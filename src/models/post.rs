use rand::Rng;
use serde::{Deserialize, Serialize};

/// Post entity: a titled piece of content with four associated images.
/// `image_url1..4` hold generated filenames inside the upload directory.
#[derive(Debug, Clone, Serialize, Deserialize)]
pub struct Post {
    pub id: i32,
    pub title: String,
    pub content: String,
    pub image_url1: String,
    pub image_url2: String,
    pub image_url3: String,
    pub image_url4: String,
}

impl Post {
    /// All four stored image filenames, in slot order.
    pub fn image_urls(&self) -> [&str; 4] {
        [
            &self.image_url1,
            &self.image_url2,
            &self.image_url3,
            &self.image_url4,
        ]
    }

    /// Pick two of the four images uniformly at random, without replacement.
    pub fn random_image_pair(&self) -> [&str; 2] {
        let images = self.image_urls();
        let indexes = random_indexes(2, images.len());
        [images[indexes[0]], images[indexes[1]]]
    }
}

/// Draw `count` distinct indexes in `[0, len)` by rejection sampling:
/// keep drawing uniformly and discard values already chosen. For the
/// 2-out-of-4 case this needs ~2.67 draws on average.
pub fn random_indexes(count: usize, len: usize) -> Vec<usize> {
    assert!(count <= len, "cannot draw {} distinct values out of {}", count, len);

    let mut rng = rand::thread_rng();
    let mut indexes = Vec::with_capacity(count);

    while indexes.len() < count {
        let index = rng.gen_range(0..len);
        if !indexes.contains(&index) {
            indexes.push(index);
        }
    }

    indexes
}

/// One of the four image slots of a post.
#[derive(Debug, Clone, Copy, PartialEq, Eq)]
pub enum ImageSlot {
    First,
    Second,
    Third,
    Fourth,
}

impl ImageSlot {
    /// Parse the 1-based slot number submitted by the edit form.
    pub fn parse(value: &str) -> Option<Self> {
        match value.trim() {
            "1" => Some(Self::First),
            "2" => Some(Self::Second),
            "3" => Some(Self::Third),
            "4" => Some(Self::Fourth),
            _ => None,
        }
    }

    /// Column the slot maps to. Always one of four fixed names; user input
    /// never reaches the SQL text of a slot-addressed UPDATE.
    pub fn column(&self) -> &'static str {
        match self {
            Self::First => "image_url1",
            Self::Second => "image_url2",
            Self::Third => "image_url3",
            Self::Fourth => "image_url4",
        }
    }
}

/// Request structure for creating a new post, assembled from the
/// multipart form by the create handler.
#[derive(Debug)]
pub struct CreatePostRequest {
    pub title: String,
    pub content: String,
    /// Generated filenames of the uploaded images, in submission order.
    pub image_urls: Vec<String>,
}

impl CreatePostRequest {
    /// Validate the create post request
    pub fn validate(&self) -> Result<(), String> {
        if self.title.trim().is_empty() {
            return Err("Title cannot be empty".to_string());
        }

        if self.content.trim().is_empty() {
            return Err("Content cannot be empty".to_string());
        }

        if self.image_urls.len() != 4 {
            return Err(format!(
                "Exactly 4 images are required, got {}",
                self.image_urls.len()
            ));
        }

        Ok(())
    }
}

/// A replacement image for a single, explicitly named slot.
#[derive(Debug)]
pub struct ImageReplacement {
    pub slot: ImageSlot,
    pub filename: String,
}

/// Request structure for updating an existing post. Title and content are
/// always rewritten; at most one image slot is overwritten per call, and
/// the caller has to say which one.
#[derive(Debug)]
pub struct UpdatePostRequest {
    pub id: i32,
    pub title: String,
    pub content: String,
    pub image: Option<ImageReplacement>,
}

impl UpdatePostRequest {
    /// Validate the update post request
    pub fn validate(&self) -> Result<(), String> {
        if self.title.trim().is_empty() {
            return Err("Title cannot be empty".to_string());
        }

        if self.content.trim().is_empty() {
            return Err("Content cannot be empty".to_string());
        }

        Ok(())
    }
}

#[cfg(test)]
mod tests {
    use super::*;

    fn sample_post() -> Post {
        Post {
            id: 1,
            title: "Test Title".to_string(),
            content: "Test content".to_string(),
            image_url1: "a.png".to_string(),
            image_url2: "b.png".to_string(),
            image_url3: "c.png".to_string(),
            image_url4: "d.png".to_string(),
        }
    }

    #[test]
    fn test_image_urls_order() {
        let post = sample_post();
        assert_eq!(post.image_urls(), ["a.png", "b.png", "c.png", "d.png"]);
    }

    #[test]
    fn test_random_image_pair_is_distinct_and_stored() {
        let post = sample_post();
        let stored = post.image_urls();

        for _ in 0..200 {
            let [first, second] = post.random_image_pair();
            assert_ne!(first, second);
            assert!(stored.contains(&first));
            assert!(stored.contains(&second));
        }
    }

    #[test]
    fn test_random_indexes_distinct_and_in_range() {
        for _ in 0..200 {
            let indexes = random_indexes(2, 4);
            assert_eq!(indexes.len(), 2);
            assert_ne!(indexes[0], indexes[1]);
            assert!(indexes.iter().all(|&i| i < 4));
        }
    }

    #[test]
    fn test_random_indexes_full_population() {
        let mut indexes = random_indexes(4, 4);
        indexes.sort_unstable();
        assert_eq!(indexes, vec![0, 1, 2, 3]);
    }

    #[test]
    fn test_image_slot_parsing() {
        assert_eq!(ImageSlot::parse("1"), Some(ImageSlot::First));
        assert_eq!(ImageSlot::parse(" 4 "), Some(ImageSlot::Fourth));
        assert_eq!(ImageSlot::parse("0"), None);
        assert_eq!(ImageSlot::parse("5"), None);
        assert_eq!(ImageSlot::parse("first"), None);
    }

    #[test]
    fn test_image_slot_columns() {
        assert_eq!(ImageSlot::First.column(), "image_url1");
        assert_eq!(ImageSlot::Second.column(), "image_url2");
        assert_eq!(ImageSlot::Third.column(), "image_url3");
        assert_eq!(ImageSlot::Fourth.column(), "image_url4");
    }

    fn valid_create_request() -> CreatePostRequest {
        CreatePostRequest {
            title: "Test Title".to_string(),
            content: "Test content".to_string(),
            image_urls: vec![
                "1-1.png".to_string(),
                "2-2.png".to_string(),
                "3-3.png".to_string(),
                "4-4.png".to_string(),
            ],
        }
    }

    #[test]
    fn test_create_post_request_validation() {
        assert!(valid_create_request().validate().is_ok());

        // Empty title
        let mut request = valid_create_request();
        request.title = "  ".to_string();
        assert!(request.validate().is_err());

        // Empty content
        let mut request = valid_create_request();
        request.content = String::new();
        assert!(request.validate().is_err());

        // Fewer than 4 images
        let mut request = valid_create_request();
        request.image_urls.pop();
        assert!(request.validate().is_err());

        // More than 4 images
        let mut request = valid_create_request();
        request.image_urls.push("5-5.png".to_string());
        assert!(request.validate().is_err());
    }

    #[test]
    fn test_update_post_request_validation() {
        let valid = UpdatePostRequest {
            id: 1,
            title: "Updated Title".to_string(),
            content: "Updated content".to_string(),
            image: None,
        };
        assert!(valid.validate().is_ok());

        let with_image = UpdatePostRequest {
            id: 1,
            title: "Updated Title".to_string(),
            content: "Updated content".to_string(),
            image: Some(ImageReplacement {
                slot: ImageSlot::Third,
                filename: "99-99.png".to_string(),
            }),
        };
        assert!(with_image.validate().is_ok());

        let missing_title = UpdatePostRequest {
            id: 1,
            title: String::new(),
            content: "Updated content".to_string(),
            image: None,
        };
        assert!(missing_title.validate().is_err());
    }
}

* [WHAT YOU WILL DO] Each record shown above must be printed once more, exactly.

* [WORKED SOLUTION]
filename src/models/post.rs
use rand::Rng;
use serde::{Deserialize, Serialize};

/// Post entity: a titled piece of content with four associated images.
/// `image_url1..4` hold generated filenames inside the upload directory.
#[derive(Debug, Clone, Serialize, Deserialize)]
pub struct Post {
    pub id: i32,
    pub title: String,
    pub content: String,
    pub image_url1: String,
    pub image_url2: String,
    pub image_url3: String,
    pub image_url4: String,
}

impl Post {
    /// All four stored image filenames, in slot order.
    pub fn image_urls(&self) -> [&str; 4] {
        [
            &self.image_url1,
            &self.image_url2,
            &self.image_url3,
            &self.image_url4,
        ]
    }

    /// Pick two of the four images uniformly at random, without replacement.
    pub fn random_image_pair(&self) -> [&str; 2] {
        let images = self.image_urls();
        let indexes = random_indexes(2, images.len());
        [images[indexes[0]], images[indexes[1]]]
    }
}

/// Draw `count` distinct indexes in `[0, len)` by rejection sampling:
/// keep drawing uniformly and discard values already chosen. For the
/// 2-out-of-4 case this needs ~2.67 draws on average.
pub fn random_indexes(count: usize, len: usize) -> Vec<usize> {
    assert!(count <= len, "cannot draw {} distinct values out of {}", count, len);

    let mut rng = rand::thread_rng();
    let mut indexes = Vec::with_capacity(count);

    while indexes.len() < count {
        let index = rng.gen_range(0..len);
        if !indexes.contains(&index) {
            indexes.push(index);
        }
    }

    indexes
}

/// One of the four image slots of a post.
#[derive(Debug, Clone, Copy, PartialEq, Eq)]
pub enum ImageSlot {
    First,
    Second,
    Third,
    Fourth,
}

impl ImageSlot {
    /// Parse the 1-based slot number submitted by the edit form.
    pub fn parse(value: &str) -> Option<Self> {
        match value.trim() {
            "1" => Some(Self::First),
            "2" => Some(Self::Second),
            "3" => Some(Self::Third),
            "4" => Some(Self::Fourth),
            _ => None,
        }
    }

    /// Column the slot maps to. Always one of four fixed names; user input
    /// never reaches the SQL text of a slot-addressed UPDATE.
    pub fn column(&self) -> &'static str {
        match self {
            Self::First => "image_url1",
            Self::Second => "image_url2",
            Self::Third => "image_url3",
            Self::Fourth => "image_url4",
        }
    }
}

/// Request structure for creating a new post, assembled from the
/// multipart form by the create handler.
#[derive(Debug)]
pub struct CreatePostRequest {
    pub title: String,
    pub content: String,
    /// Generated filenames of the uploaded images, in submission order.
    pub image_urls: Vec<String>,
}

impl CreatePostRequest {
    /// Validate the create post request
    pub fn validate(&self) -> Result<(), String> {
        if self.title.trim().is_empty() {
            return Err("Title cannot be empty".to_string());
        }

        if self.content.trim().is_empty() {
            return Err("Content cannot be empty".to_string());
        }

        if self.image_urls.len() != 4 {
            return Err(format!(
                "Exactly 4 images are required, got {}",
                self.image_urls.len()
            ));
        }

        Ok(())
    }
}

/// A replacement image for a single, explicitly named slot.
#[derive(Debug)]
pub struct ImageReplacement {
    pub slot: ImageSlot,
    pub filename: String,
}

/// Request structure for updating an existing post. Title and content are
/// always rewritten; at most one image slot is overwritten per call, and
/// the caller has to say which one.
#[derive(Debug)]
pub struct UpdatePostRequest {
    pub id: i32,
    pub title: String,
    pub content: String,
    pub image: Option<ImageReplacement>,
}

impl UpdatePostRequest {
    /// Validate the update post request
    pub fn validate(&self) -> Result<(), String> {
        if self.title.trim().is_empty() {
            return Err("Title cannot be empty".to_string());
        }

        if self.content.trim().is_empty() {
            return Err("Content cannot be empty".to_string());
        }

        Ok(())
    }
}

#[cfg(test)]
mod tests {
    use super::*;

    fn sample_post() -> Post {
        Post {
            id: 1,
            title: "Test Title".to_string(),
            content: "Test content".to_string(),
            image_url1: "a.png".to_string(),
            image_url2: "b.png".to_string(),
            image_url3: "c.png".to_string(),
            image_url4: "d.png".to_string(),
        }
    }

    #[test]
    fn test_image_urls_order() {
        let post = sample_post();
        assert_eq!(post.image_urls(), ["a.png", "b.png", "c.png", "d.png"]);
    }

    #[test]
    fn test_random_image_pair_is_distinct_and_stored() {
        let post = sample_post();
        let stored = post.image_urls();

        for _ in 0..200 {
            let [first, second] = post.random_image_pair();
            assert_ne!(first, second);
            assert!(stored.contains(&first));
            assert!(stored.contains(&second));
        }
    }

    #[test]
    fn test_random_indexes_distinct_and_in_range() {
        for _ in 0..200 {
            let indexes = random_indexes(2, 4);
            assert_eq!(indexes.len(), 2);
            assert_ne!(indexes[0], indexes[1]);
            assert!(indexes.iter().all(|&i| i < 4));
        }
    }

    #[test]
    fn test_random_indexes_full_population() {
        let mut indexes = random_indexes(4, 4);
        indexes.sort_unstable();
        assert_eq!(indexes, vec![0, 1, 2, 3]);
    }

    #[test]
    fn test_image_slot_parsing() {
        assert_eq!(ImageSlot::parse("1"), Some(ImageSlot::First));
        assert_eq!(ImageSlot::parse(" 4 "), Some(ImageSlot::Fourth));
        assert_eq!(ImageSlot::parse("0"), None);
        assert_eq!(ImageSlot::parse("5"), None);
        assert_eq!(ImageSlot::parse("first"), None);
    }

    #[test]
    fn test_image_slot_columns() {
        assert_eq!(ImageSlot::First.column(), "image_url1");
        assert_eq!(ImageSlot::Second.column(), "image_url2");
        assert_eq!(ImageSlot::Third.column(), "image_url3");
        assert_eq!(ImageSlot::Fourth.column(), "image_url4");
    }

    fn valid_create_request() -> CreatePostRequest {
        CreatePostRequest {
            title: "Test Title".to_string(),
            content: "Test content".to_string(),
            image_urls: vec![
                "1-1.png".to_string(),
                "2-2.png".to_string(),
                "3-3.png".to_string(),
                "4-4.png".to_string(),
            ],
        }
    }

    #[test]
    fn test_create_post_request_validation() {
        assert!(valid_create_request().validate().is_ok());

        // Empty title
        let mut request = valid_create_request();
        request.title = "  ".to_string();
        assert!(request.validate().is_err());

        // Empty content
        let mut request = valid_create_request();
        request.content = String::new();
        assert!(request.validate().is_err());

        // Fewer than 4 images
        let mut request = valid_create_request();
        request.image_urls.pop();
        assert!(request.validate().is_err());

        // More than 4 images
        let mut request = valid_create_request();
        request.image_urls.push("5-5.png".to_string());
        assert!(request.validate().is_err());
    }

    #[test]
    fn test_update_post_request_validation() {
        let valid = UpdatePostRequest {
            id: 1,
            title: "Updated Title".to_string(),
            content: "Updated content".to_string(),
            image: None,
        };
        assert!(valid.validate().is_ok());

        let with_image = UpdatePostRequest {
            id: 1,
            title: "Updated Title".to_string(),
            content: "Updated content".to_string(),
            image: Some(ImageReplacement {
                slot: ImageSlot::Third,
                filename: "99-99.png".to_string(),
            }),
        };
        assert!(with_image.validate().is_ok());

        let missing_title = UpdatePostRequest {
            id: 1,
            title: String::new(),
            content: "Updated content".to_string(),
            image: None,
        };
        assert!(missing_title.validate().is_err());
    }
}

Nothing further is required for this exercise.